# WW1 Mercantile Marine Medal Cards



## daggers

The National Archives have just put online the WW1 medal entitlement card for MM personnel.
I have found one for a relative and need help in understanding one entry. 
The top right corner has a space for "Certif. or Dis.A.", where "G.R.52" has been filled in. Another space for "RS2" has been left blank.

Can anyone please explain these ? Can the "GR52" be used for further research?

William evidently received his medal ribbons vai the Mercantile Marine Office in Liverpool in July 1921, and his medals by post in March 1922.
Thanks in advance
Daggers


----------



## treeve

http://www.nationalarchives.gov.uk/do***entsonline/seamens-medals.asp


----------



## Hugh MacLean

Hello and welcome,

RS2 [number] = Identity book (number). 

Regards


----------



## daggers

Thanks to you both. That explains the 'RS2' space on the card, which is blank in this case, but I am still trying to find out about the 'Certif. or Dis.A. space, which has been completed with 'G.R.52'.
D


----------



## Hugh MacLean

daggers said:


> The top right corner has a space for "Certif. or Dis.A.", where "G.R.52" has been filled in.

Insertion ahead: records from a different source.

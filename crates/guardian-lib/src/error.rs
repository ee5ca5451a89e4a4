//! Error taxonomy for the monitoring engine
//!
//! None of these errors are fatal to the process: schedule and pattern errors
//! skip the offending job or pattern, delivery errors degrade a channel, and
//! store errors skip the affected job until the next tick.

use thiserror::Error;

/// Errors raised by the engine core
#[derive(Debug, Error)]
pub enum GuardianError {
    /// A cron expression could not be parsed or never fires
    #[error("invalid schedule '{expression}': {reason}")]
    InvalidSchedule { expression: String, reason: String },

    /// A timezone name is not a known IANA zone
    #[error("invalid timezone '{0}'")]
    InvalidTimezone(String),

    /// A suggested-fix pattern regex failed to compile
    #[error("invalid pattern '{pattern}': {reason}")]
    InvalidPattern { pattern: String, reason: String },

    /// Delivery to a channel failed after all retries
    #[error("delivery to channel '{channel}' failed: {reason}")]
    ChannelDeliveryFailed { channel: String, reason: String },

    /// The execution/alert store could not be reached
    #[error(transparent)]
    Store(#[from] StoreError),

    /// A referenced channel or monitor does not exist
    #[error("{kind} '{name}' not found")]
    NotFound { kind: &'static str, name: String },

    /// Policy file or monitor configuration is malformed
    #[error("policy error: {0}")]
    Policy(String),
}

impl GuardianError {
    pub fn invalid_schedule(expression: impl Into<String>, reason: impl Into<String>) -> Self {
        GuardianError::InvalidSchedule {
            expression: expression.into(),
            reason: reason.into(),
        }
    }

    pub fn invalid_pattern(pattern: impl Into<String>, reason: impl Into<String>) -> Self {
        GuardianError::InvalidPattern {
            pattern: pattern.into(),
            reason: reason.into(),
        }
    }
}

/// Errors surfaced by an [`ExecutionStore`](crate::store::ExecutionStore) backend
#[derive(Debug, Clone, Error)]
pub enum StoreError {
    #[error("store unavailable: {0}")]
    Unavailable(String),

    #[error("alert '{0}' not found")]
    AlertNotFound(String),
}

pub type Result<T, E = GuardianError> = std::result::Result<T, E>;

I have a do***ent issued by the RGSS in 1946 called a GR 52*a* which is a record of apparent sea service of a seaman. The do***ent looks like a list of ships copied from official records.



> Can the "GR52" be used for further research?


For the WW1 period, I doubt it as all records for this period were destroyed. The only realistic way of tracking a seaman from 1914 - 1918 is through crew agreements.

Regards


----------